Я знал впоследствии многих французских, немецких, бельгийских и английских социалистов и коммунистов, читал их сочинения, изучал их теории, но сам не принадлежал никогда ни к какой секте, ни к какому обществу и решительно оставался чужд их предприятиям, их пропаганде и действиям. Я следовал с постоянным вниманием за движением социализма, особенно же коммунизма, ибо смотрел на него как на естественный, необходимый, неотвратимый результат экономического и политического развития Западной Европы («Я говорю только о Западной Европе, потому что на Востоке и ни в одной славянской земле, — разве только кроме Богемии и отчасти Моравии и Шлезии, — коммунизм не имел ни места ни смысла» (Примечание Бакунина.); видел в нем юную, элементарную (Т.е. стихийную), себя еще не знающую силу, призванную или обновить или разрушить вконец западные государства.

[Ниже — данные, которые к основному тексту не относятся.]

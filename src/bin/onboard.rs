use anyhow::Result;
use onboard::cli;

#[tokio::main]
async fn main() -> Result<()> {
    let action = cli::start()?;

    action.execute().await?;

    Ok(())
}
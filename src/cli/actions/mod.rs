pub mod server;

mod run;

#[derive(Debug)]
pub enum Action {
    Server(server::Args),
}

impl Action {
    /// Execute the action.
    /// # Errors
    /// Returns an error if the action fails.
    pub async fn execute(self) -> anyhow::Result<()> {
        run::execute(self).await
    }
}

Общественный порядок, общественное устройство сгнили на Западе и едва держатся болезненным усилием, сим одним могут объясниться и та невероятная слабость и тот панический страх, которые в 1848 году постигли все государства на Западе, исключая Англии; но и ту, кажется, постигнет в скором времени та же самая участь.
(Разительная истина)
В Западной Европе, куда ни обернешься, везде видишь дряхлость, слабость, безверие и разврат, разв[р]ат, происходящий от безверия; начиная с самого верху общественной лестницы, ни один человек, ни один привилегированный класс не имеет веры в свое призвание и право; все шарлатанят друг перед другом и ни один другому, ниже себе самому не верит: привилегии, классы и власти едва держатся эгоизмом и привычкою — слабая препона против возрастающей бури!

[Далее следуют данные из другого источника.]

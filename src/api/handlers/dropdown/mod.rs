//! `GET /get-dropdown-data`: one level of the administrative geography cascade.
//!
//! The `type` query parameter selects the level; each level requires one
//! companion parameter (`lang`, `countryId` or `parentId`). Every level is
//! returned in the same `[{id, display_name}]` shape.

pub mod countries;
pub mod units;

use axum::{
    Extension, Json,
    extract::RawQuery,
    http::header::CONTENT_TYPE,
    response::{IntoResponse, Response},
};
use serde::Serialize;
use serde_json::Value;
use std::sync::Arc;
use tracing::{debug, instrument};
use utoipa::{IntoParams, ToSchema};

use self::units::AdminUnitType;
use crate::api::{AppState, error::ApiError};

const JSON_UTF8: &str = "application/json; charset=utf-8";

/// Normalized dropdown entry.
#[derive(Debug, Clone, PartialEq, Serialize, ToSchema)]
pub struct DropdownOption {
    #[schema(value_type = Object)]
    pub id: Value,
    pub display_name: String,
}

impl DropdownOption {
    pub fn new(id: Value, display_name: impl Into<String>) -> Self {
        Self {
            id,
            display_name: display_name.into(),
        }
    }
}

#[derive(Debug, Clone, Copy, PartialEq, Eq)]
pub enum DataType {
    Countries,
    Provinces,
    Municipalities,
    MunicipalDistricts,
    LocalUnits,
}

impl DataType {
    pub const ALL: [Self; 5] = [
        Self::Countries,
        Self::Provinces,
        Self::Municipalities,
        Self::MunicipalDistricts,
        Self::LocalUnits,
    ];

    #[must_use]
    pub const fn as_str(self) -> &'static str {
        match self {
            Self::Countries => "countries",
            Self::Provinces => "provinces",
            Self::Municipalities => "municipalities",
            Self::MunicipalDistricts => "municipal_districts",
            Self::LocalUnits => "local_units",
        }
    }

    #[must_use]
    pub fn parse(value: &str) -> Option<Self> {
        Self::ALL.into_iter().find(|data_type| data_type.as_str() == value)
    }
}

/// Query parameters accepted by the dropdown endpoint.
#[derive(Debug, Default, Clone, PartialEq, Eq, IntoParams)]
#[into_params(parameter_in = Query)]
pub struct DropdownParams {
    /// `countries`, `provinces`, `municipalities`, `municipal_districts` or `local_units`
    #[param(rename = "type")]
    pub data_type: Option<String>,
    /// Two-letter language code, required for `countries`
    pub lang: Option<String>,
    /// Required for `provinces`
    #[param(rename = "countryId")]
    pub country_id: Option<String>,
    /// Required for `municipalities`, `municipal_districts` and `local_units`
    #[param(rename = "parentId")]
    pub parent_id: Option<String>,
}

impl DropdownParams {
    /// Parse a raw query string. The first occurrence of a key wins, an empty
    /// value counts as absent and so does `"null"` for the companion
    /// parameters (`type=null` is an unknown type).
    #[must_use]
    pub fn from_query(query: Option<&str>) -> Self {
        let mut params = Self::default();

        for (key, value) in url::form_urlencoded::parse(query.unwrap_or_default().as_bytes()) {
            let slot = match key.as_ref() {
                "type" => &mut params.data_type,
                "lang" => &mut params.lang,
                "countryId" => &mut params.country_id,
                "parentId" => &mut params.parent_id,
                _ => continue,
            };

            if slot.is_none() {
                *slot = Some(value.into_owned());
            }
        }

        params.data_type = params.data_type.filter(|v| !v.is_empty());
        params.lang = normalize(params.lang);
        params.country_id = normalize(params.country_id);
        params.parent_id = normalize(params.parent_id);
        params
    }
}

fn normalize(value: Option<String>) -> Option<String> {
    value.filter(|v| !v.is_empty() && v != "null")
}

/// Non-null `id` of a backend row.
pub(crate) fn row_id(row: &Value) -> Option<Value> {
    row.get("id").filter(|id| !id.is_null()).cloned()
}

/// Non-empty string field of a backend row.
pub(crate) fn row_str<'a>(row: &'a Value, key: &str) -> Option<&'a str> {
    row.get(key)
        .and_then(Value::as_str)
        .filter(|value| !value.is_empty())
}

fn required<'a>(value: Option<&'a String>, message: &str) -> Result<&'a str, ApiError> {
    value
        .map(String::as_str)
        .ok_or_else(|| ApiError::client_input(message))
}

#[utoipa::path(
    get,
    path = "/get-dropdown-data",
    params(DropdownParams),
    responses(
        (status = 200, description = "Options for the requested level", body = [DropdownOption], content_type = "application/json"),
        (status = 400, description = "Missing or invalid parameter", body = crate::api::error::ErrorBody),
        (status = 405, description = "Method not allowed", body = crate::api::error::ErrorBody),
        (status = 500, description = "Backend or configuration error", body = crate::api::error::ErrorBody),
    ),
    tag = "dropdown"
)]
/// Resolve one level of the country → province → municipality → district →
/// local unit cascade.
///
/// Parameters are validated before any backend call. Backend errors surface as
/// `500` with the backend's message.
#[instrument(skip(state))]
pub async fn dropdown(
    Extension(state): Extension<Arc<AppState>>,
    RawQuery(query): RawQuery,
) -> Result<Response, ApiError> {
    let client = state
        .backend
        .with_service_role()
        .ok_or(ApiError::Configuration)?;

    let params = DropdownParams::from_query(query.as_deref());
    debug!("dropdown params: {:?}", params);

    let data_type = params
        .data_type
        .as_deref()
        .ok_or_else(|| ApiError::client_input("\"type\" parameter is required"))?;

    let options = match DataType::parse(data_type) {
        Some(DataType::Countries) => {
            let language = required(params.lang.as_ref(), "\"lang\" is required for countries")?;
            countries::lookup(&client, language).await?
        }
        Some(DataType::Provinces) => {
            let country_id = required(
                params.country_id.as_ref(),
                "\"countryId\" is required for provinces",
            )?;
            units::provinces(&client, country_id).await?
        }
        Some(DataType::Municipalities) => {
            let parent_id = required(
                params.parent_id.as_ref(),
                "\"parentId\" (provinceId) is required for municipalities",
            )?;
            units::children(&client, parent_id, &[AdminUnitType::Municipality], None).await?
        }
        Some(DataType::MunicipalDistricts) => {
            let parent_id = required(
                params.parent_id.as_ref(),
                "\"parentId\" (municipalityId) is required for municipal districts",
            )?;
            units::children(&client, parent_id, &[AdminUnitType::MunicipalDistrict], None).await?
        }
        Some(DataType::LocalUnits) => {
            let parent_id = required(
                params.parent_id.as_ref(),
                "\"parentId\" (municipalityId or districtId) is required for local units",
            )?;
            units::children(
                &client,
                parent_id,
                &AdminUnitType::LOCAL_UNITS,
                Some(state.unit_labels),
            )
            .await?
        }
        None => return Err(ApiError::client_input("Invalid \"type\" specified")),
    };

    Ok(([(CONTENT_TYPE, JSON_UTF8)], Json(options)).into_response())
}

pub async fn method_not_allowed() -> ApiError {
    ApiError::MethodNotAllowed("Method Not Allowed")
}
//! Country list with translated names.
//!
//! Translation data may be missing for a language, so the lookup walks an
//! ordered list of strategies ([`COUNTRY_TIERS`]) and stops at the first one
//! that produces usable rows. Only the failure of the last tier reaches the
//! caller.

use regex::Regex;
use serde_json::Value;
use tracing::{debug, error, warn};

use super::{DropdownOption, row_id, row_str};
use crate::{
    api::error::ApiError,
    backend::{self, Client, TableQuery},
};

const COUNTRIES_FAILED: &str = "Failed to fetch countries.";
const TRANSLATIONS: &str = "country_translations";

#[derive(Debug, Clone, Copy, PartialEq, Eq)]
pub enum CountryTier {
    /// Countries embedded with their translation for the requested language.
    Translated,
    /// Left-joined translations accepting the requested language or none.
    LeftJoined,
    /// Codes only; the display name is the country code.
    CodesOnly,
}

pub const COUNTRY_TIERS: [CountryTier; 3] = [
    CountryTier::Translated,
    CountryTier::LeftJoined,
    CountryTier::CodesOnly,
];

#[derive(Debug)]
pub enum TierOutcome {
    Found(Vec<DropdownOption>),
    /// The query succeeded but this tier does not accept an empty result.
    Empty,
    Failed(backend::Error),
}

impl CountryTier {
    #[must_use]
    pub fn query(self, language: &str) -> TableQuery {
        let same_language = format!("language_code.eq.{language}");

        let base = match self {
            Self::Translated => TableQuery::new(
                "countries",
                "id, code, country_translations(translated_name)",
            )
            .eq("is_deleted", false)
            .eq("country_translations.language_code", language),
            Self::LeftJoined => TableQuery::new(
                "countries",
                "id, code, country_translations!left(translated_name)",
            )
            .eq("is_deleted", false)
            .or(
                TRANSLATIONS,
                &[same_language.as_str(), "language_code.is.null"],
            ),
            Self::CodesOnly => TableQuery::new("countries", "id, code").eq("is_deleted", false),
        };

        base.order("code")
    }

    const fn accepts_empty(self) -> bool {
        !matches!(self, Self::Translated)
    }

    /// Shape raw country rows into options for this tier.
    #[must_use]
    pub fn format(self, rows: &[Value]) -> Vec<DropdownOption> {
        rows.iter()
            .filter_map(|row| {
                let id = row_id(row)?;
                let code = row_str(row, "code");
                let translated = match self {
                    Self::Translated => translations(row)
                        .first()
                        .and_then(|t| row_str(t, "translated_name")),
                    Self::LeftJoined => translations(row)
                        .iter()
                        .find_map(|t| row_str(t, "translated_name")),
                    Self::CodesOnly => None,
                };

                match translated.or(code) {
                    Some(name) => Some(DropdownOption::new(id, name)),
                    None => {
                        warn!("Skipping country without code or translation: {row}");
                        None
                    }
                }
            })
            .collect()
    }

    /// Run this tier's query and classify the result.
    pub async fn attempt(self, client: &Client, language: &str) -> TierOutcome {
        match client.select(&self.query(language)).await {
            Ok(rows) if rows.is_empty() && !self.accepts_empty() => TierOutcome::Empty,
            Ok(rows) => TierOutcome::Found(self.format(&rows)),
            Err(err) => TierOutcome::Failed(err),
        }
    }
}

/// Translation rows embedded in a country row. PostgREST returns an array for
/// one-to-many embeds and an object for one-to-one.
fn translations(row: &Value) -> Vec<&Value> {
    match row.get(TRANSLATIONS) {
        Some(Value::Array(items)) => items.iter().collect(),
        Some(item @ Value::Object(_)) => vec![item],
        _ => Vec::new(),
    }
}

#[must_use]
pub fn valid_language(language: &str) -> bool {
    Regex::new(r"^[a-z]{2}$").is_ok_and(|re| re.is_match(language))
}

/// Countries ordered by code, named in `language` where a translation exists.
/// # Errors
/// Returns [`ApiError::ClientInput`] for a malformed language code, or the last
/// tier's failure when every tier fails.
pub async fn lookup(client: &Client, language: &str) -> Result<Vec<DropdownOption>, ApiError> {
    lookup_with(client, language, &COUNTRY_TIERS).await
}

pub(super) async fn lookup_with(
    client: &Client,
    language: &str,
    tiers: &[CountryTier],
) -> Result<Vec<DropdownOption>, ApiError> {
    if !valid_language(language) {
        return Err(ApiError::client_input("Invalid \"lang\" format."));
    }

    let mut last_error = None;

    for tier in tiers {
        match tier.attempt(client, language).await {
            TierOutcome::Found(options) => {
                debug!("Countries resolved by {:?} tier", tier);
                return Ok(options);
            }
            TierOutcome::Empty => {
                warn!("{:?} tier returned no countries for {language}", tier);
            }
            TierOutcome::Failed(err) => {
                warn!("{:?} tier failed for {language}: {err}", tier);
                last_error = Some(err);
            }
        }
    }

    let err = last_error.map_or_else(
        || ApiError::Backend(COUNTRIES_FAILED.to_string()),
        |err| {
            error!("Error fetching countries: {err}");
            ApiError::from_backend(&err, COUNTRIES_FAILED)
        },
    );

    Err(err)
}

#[cfg(test)]
#[allow(clippy::unwrap_used)]
mod tests {
    use super::*;
    use anyhow::Result;
    use secrecy::SecretString;
    use serde_json::json;
    use std::net::TcpListener;
    use wiremock::matchers::{method, path, query_param};
    use wiremock::{Mock, MockServer, ResponseTemplate};

    const TRANSLATED_SELECT: &str = "id,code,country_translations(translated_name)";
    const LEFT_JOINED_SELECT: &str = "id,code,country_translations!left(translated_name)";
    const CODES_SELECT: &str = "id,code";

    fn can_bind_localhost() -> bool {
        TcpListener::bind("127.0.0.1:0").is_ok()
    }

    fn client(server: &MockServer) -> Client {
        Client::new(&server.uri(), Some(SecretString::from("service-key".to_string())))
            .unwrap()
            .with_service_role()
            .unwrap()
    }

    async fn mount_tier(server: &MockServer, select: &str, response: ResponseTemplate, calls: u64) {
        Mock::given(method("GET"))
            .and(path("/rest/v1/countries"))
            .and(query_param("select", select))
            .respond_with(response)
            .expect(calls)
            .mount(server)
            .await;
    }

    fn backend_error(message: &str) -> ResponseTemplate {
        ResponseTemplate::new(400).set_body_json(json!({ "message": message }))
    }

    #[test]
    fn language_format() {
        assert!(valid_language("es"));
        assert!(valid_language("en"));
        assert!(!valid_language("ES"));
        assert!(!valid_language("esp"));
        assert!(!valid_language("e"));
        assert!(!valid_language("e1"));
    }

    #[test]
    fn tier_queries() {
        let pairs = CountryTier::Translated.query("es").to_pairs();
        assert!(pairs.contains(&("select".to_string(), TRANSLATED_SELECT.to_string())));
        assert!(pairs.contains(&(
            "country_translations.language_code".to_string(),
            "eq.es".to_string()
        )));
        assert!(pairs.contains(&("is_deleted".to_string(), "eq.false".to_string())));
        assert!(pairs.contains(&("order".to_string(), "code.asc".to_string())));

        let pairs = CountryTier::LeftJoined.query("es").to_pairs();
        assert!(pairs.contains(&(
            "country_translations.or".to_string(),
            "(language_code.eq.es,language_code.is.null)".to_string()
        )));

        let pairs = CountryTier::CodesOnly.query("es").to_pairs();
        assert_eq!(pairs[0], ("select".to_string(), CODES_SELECT.to_string()));
        assert_eq!(pairs.len(), 3);
    }

    #[test]
    fn translated_tier_uses_first_translation_or_code() {
        let rows = vec![
            json!({ "id": 1, "code": "DO", "country_translations": [{ "translated_name": "República Dominicana" }] }),
            json!({ "id": 2, "code": "HT", "country_translations": [] }),
            json!({ "id": 3, "code": "PR", "country_translations": [{ "translated_name": "" }] }),
        ];
        assert_eq!(
            CountryTier::Translated.format(&rows),
            vec![
                DropdownOption::new(json!(1), "República Dominicana"),
                DropdownOption::new(json!(2), "HT"),
                DropdownOption::new(json!(3), "PR"),
            ]
        );
    }

    #[test]
    fn left_joined_tier_picks_any_non_empty_translation() {
        let rows = vec![
            json!({ "id": 1, "code": "DO", "country_translations": [
                { "translated_name": null },
                { "translated_name": "Dominican Republic" }
            ] }),
            json!({ "id": 2, "code": "HT", "country_translations": { "translated_name": "Haití" } }),
            json!({ "id": 3, "code": "CU" }),
        ];
        assert_eq!(
            CountryTier::LeftJoined.format(&rows),
            vec![
                DropdownOption::new(json!(1), "Dominican Republic"),
                DropdownOption::new(json!(2), "Haití"),
                DropdownOption::new(json!(3), "CU"),
            ]
        );
    }

    #[test]
    fn codes_only_tier_ignores_translations() {
        let rows = vec![
            json!({ "id": 1, "code": "DO", "country_translations": [{ "translated_name": "RD" }] }),
            json!({ "id": null, "code": "XX" }),
            json!({ "id": 5 }),
        ];
        assert_eq!(
            CountryTier::CodesOnly.format(&rows),
            vec![DropdownOption::new(json!(1), "DO")]
        );
    }

    #[tokio::test]
    async fn invalid_language_makes_no_backend_calls() -> Result<()> {
        if !can_bind_localhost() {
            eprintln!("Skipping test: cannot bind localhost");
            return Ok(());
        }
        let server = MockServer::start().await;
        Mock::given(method("GET"))
            .respond_with(ResponseTemplate::new(200).set_body_json(json!([])))
            .expect(0)
            .mount(&server)
            .await;

        let err = lookup(&client(&server), "ES").await.unwrap_err();
        assert!(matches!(&err, ApiError::ClientInput(m) if m == "Invalid \"lang\" format."));
        Ok(())
    }

    #[tokio::test]
    async fn first_tier_with_rows_wins() -> Result<()> {
        if !can_bind_localhost() {
            eprintln!("Skipping test: cannot bind localhost");
            return Ok(());
        }
        let server = MockServer::start().await;
        mount_tier(
            &server,
            TRANSLATED_SELECT,
            ResponseTemplate::new(200).set_body_json(json!([
                { "id": 1, "code": "DO", "country_translations": [{ "translated_name": "República Dominicana" }] }
            ])),
            1,
        )
        .await;
        mount_tier(&server, LEFT_JOINED_SELECT, ResponseTemplate::new(200), 0).await;
        mount_tier(&server, CODES_SELECT, ResponseTemplate::new(200), 0).await;

        let options = lookup(&client(&server), "es").await?;
        assert_eq!(
            options,
            vec![DropdownOption::new(json!(1), "República Dominicana")]
        );
        Ok(())
    }

    #[tokio::test]
    async fn empty_first_tier_falls_back_to_left_join() -> Result<()> {
        if !can_bind_localhost() {
            eprintln!("Skipping test: cannot bind localhost");
            return Ok(());
        }
        let server = MockServer::start().await;
        mount_tier(
            &server,
            TRANSLATED_SELECT,
            ResponseTemplate::new(200).set_body_json(json!([])),
            1,
        )
        .await;
        mount_tier(
            &server,
            LEFT_JOINED_SELECT,
            ResponseTemplate::new(200).set_body_json(json!([
                { "id": 1, "code": "DO", "country_translations": [] }
            ])),
            1,
        )
        .await;
        mount_tier(&server, CODES_SELECT, ResponseTemplate::new(200), 0).await;

        let options = lookup(&client(&server), "fr").await?;
        assert_eq!(options, vec![DropdownOption::new(json!(1), "DO")]);
        Ok(())
    }

    #[tokio::test]
    async fn failing_tiers_fall_through_to_codes() -> Result<()> {
        if !can_bind_localhost() {
            eprintln!("Skipping test: cannot bind localhost");
            return Ok(());
        }
        let server = MockServer::start().await;
        mount_tier(&server, TRANSLATED_SELECT, backend_error("relation missing"), 1).await;
        mount_tier(&server, LEFT_JOINED_SELECT, backend_error("bad or filter"), 1).await;
        mount_tier(
            &server,
            CODES_SELECT,
            ResponseTemplate::new(200).set_body_json(json!([
                { "id": 2, "code": "CU" },
                { "id": 1, "code": "DO" }
            ])),
            1,
        )
        .await;

        let options = lookup(&client(&server), "es").await?;
        assert_eq!(
            options,
            vec![
                DropdownOption::new(json!(2), "CU"),
                DropdownOption::new(json!(1), "DO"),
            ]
        );
        Ok(())
    }

    #[tokio::test]
    async fn failing_codes_tier_surfaces_its_message() -> Result<()> {
        if !can_bind_localhost() {
            eprintln!("Skipping test: cannot bind localhost");
            return Ok(());
        }
        let server = MockServer::start().await;
        mount_tier(&server, TRANSLATED_SELECT, backend_error("first"), 1).await;
        mount_tier(&server, LEFT_JOINED_SELECT, backend_error("second"), 1).await;
        mount_tier(&server, CODES_SELECT, backend_error("permission denied"), 1).await;

        let err = lookup(&client(&server), "es").await.unwrap_err();
        assert!(matches!(&err, ApiError::Backend(m) if m == "permission denied"));
        Ok(())
    }

    #[tokio::test]
    async fn codes_tier_without_message_uses_default() -> Result<()> {
        if !can_bind_localhost() {
            eprintln!("Skipping test: cannot bind localhost");
            return Ok(());
        }
        let server = MockServer::start().await;
        mount_tier(&server, CODES_SELECT, ResponseTemplate::new(500), 1).await;

        let err = lookup_with(&client(&server), "es", &[CountryTier::CodesOnly])
            .await
            .unwrap_err();
        assert_eq!(err.to_string(), COUNTRIES_FAILED);
        Ok(())
    }

    #[tokio::test]
    async fn single_tier_in_isolation() -> Result<()> {
        if !can_bind_localhost() {
            eprintln!("Skipping test: cannot bind localhost");
            return Ok(());
        }
        let server = MockServer::start().await;
        mount_tier(
            &server,
            TRANSLATED_SELECT,
            ResponseTemplate::new(200).set_body_json(json!([])),
            1,
        )
        .await;

        let outcome = CountryTier::Translated.attempt(&client(&server), "es").await;
        assert!(matches!(outcome, TierOutcome::Empty));
        Ok(())
    }
}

Образованность сделалась тождественна с развратом ума и сердца, тождественна с бессильем, и посреди сего всеобщего гниенья один только грубый, непросвещенный народ, называемый чернью, сохранил в себе свежесть и силу, не так впрочем в Германии, как во Франции. Кроме этого все доводы и аргументы, служившие сначала аристократии против монархии, а потом среднему сословию против монархии и аристократии, ныне служат и чуть ли еще не с большею силою народным массам против монархии, аристократии и мещанства. Вот в чем состоит по моему мнению сущность и сила коммунизма, не говоря о возрастающей бедности рабочего класса, естественного последствия умножения пролетариата, умножения, в свою очередь необходимо связанного с развитием фабричной индустрии так, как она существует на Западе. Коммунизм по крайней мере столько же произошел и происходит сверху, сколько и снизу; внизу, в народных массах, он растет и живет как потребность не ясная, но энергическая, как инстинкт возвышения; в верхних же классах как разврат, как эгоизм, как инстинкт угрожающей заслуженной беды, так неопределенный и беспомощный страх, следствие дряхлости и нечистой совести; и страх сей и беспрестанный крик против коммунизма чуть ли не более способствовали к распространению последнего, чем самая пропаганда коммунистов («Брошюра Блюнчли, напр., изданная им в 1843 году от имени цюрихского правительства по случаю процесса Вейтлинга, была вместе с упомянутою книгою Штейна одною из главных причин распространения коммунизма в Германии». (Примечание Бакунина.)